Gjoa Haven (Nov 20/00) - The day was going along as it usually did for Simon Hiqiniq.

Breakfast out of the way, he packed up his gear and travelled outside Gjoa Haven to check his fish nets at Kakqivaktovik Lake.

Pretty much business as usual.

That changed as he hauled his catch of char out of the water.

"I pulled my nets up and it rolled off, fell off. It was full of grass and really black. I thought it was a rock because it was so black. I went to check it," said Hiqiniq.

Closer examination revealed the object to be a human skull.

Hiqiniq said he felt scared.

"I was kind of afraid," said Hiqiniq, a known hunter in the Kitikmeot community.

"I knew it was a skull, but I didn't really know it was human until somebody came by and told me it was. It had no eyes or nose. It was just the top part of the skull," he said.

As the bone began to warm up, it turned white in colour and Hiqiniq said he put it in an empty box.

That box is still out at the lake he said.

He added that it wasn't the first time he'd found something suspicious there.

"About 11 years ago, almost at the same place, I pulled out an old pair of boots. I don't know where they came from."

Hiqiniq didn't want anyone travelling to the lake to feel shocked by the sight of the human skull in a box so he went on the local radio station and told community members it was there.

He has not gone to the police with his discovery yet.

S/Sgt.Andrew Boland, the officer in charge of Nunavut's outlying detachments, said he was most interested in Hiqiniq's find. He said members of the local detachment would contact the man and ask him about it.

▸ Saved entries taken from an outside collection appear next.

pub mod collection;
pub mod completion;
pub mod message;
pub mod populate;

pub use collection::{ChatItem, MessageCollection};
pub use completion::{ChatCompletion, InsertAt};
pub use message::{ImageQuality, Message, Role, ToolInvocation};
pub use populate::{
    BuildSettings, CharacterDefs, ExampleTurn, ExtensionPrompt, GenerationKind, HistoryEntry,
    InjectionPrompt, OrderedPrompt, PersonaDefs, PromptBuilder, PromptSource,
};

use thiserror::Error;

#[derive(Debug, Error)]
pub enum PromptError {
    /// A mandatory item would push the budget negative. Carries the
    /// identifier of the offending item so callers can report it.
    #[error("token budget exceeded by '{0}'")]
    BudgetExceeded(String),
    /// A named collection was referenced but never added. A configuration
    /// or programming defect, not a user-recoverable condition.
    #[error("unknown collection: {0}")]
    IdentifierNotFound(String),
    #[error("invalid argument: {0}")]
    InvalidArgument(String),
    #[error("token counter: {0}")]
    Counter(String),
}

/// Identifier of the synthetic marker opening the real chat history.
pub const NEW_CHAT_ID: &str = "new_chat";
/// Identifier of the synthetic marker opening each dialogue-example group.
pub const NEW_EXAMPLE_CHAT_ID: &str = "new_example_chat";
/// Identifier of the trailing group-chat nudge.
pub const GROUP_NUDGE_ID: &str = "group_nudge";

pub const CHAT_HISTORY_ID: &str = "chat_history";
pub const DIALOGUE_EXAMPLES_ID: &str = "dialogue_examples";
pub const CONTROL_PROMPTS_ID: &str = "control_prompts";
pub const MAIN_PROMPT_ID: &str = "main";

/// Fixed allowance for reply priming overhead, reserved before anything else.
pub const REPLY_PRIME_TOKENS: u32 = 3;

"We'd be really interested in finding out what he fished out of his nets," said Boland.

"Anything that's found and identified as human remains, we look into."

Boland said they received on average six reports a year from residents thinking they found human bones. Most turned out to be other mammals that had similar bone structure.

Boland also said they hadn't had any reports of missing or overdue people in the area and that it might be at least a few decades old.

Analysis will provide more details, he said.

"We're going to get a hold of this guy, get the bone and get it analyzed," said Boland.

The community's mayor, Michael Angotittauraq, had his own speculations about who the skull might have belonged to.

"It's not a modern skull. Something I've been thinking about is what if it was one of Franklin's few hundred men," said Angotittauraq.

Marceline Anguttitauruq had similar ideas about the skull.

"I was thinking it was from a long time ago, before there was a town or anything," said Anguttitauruq.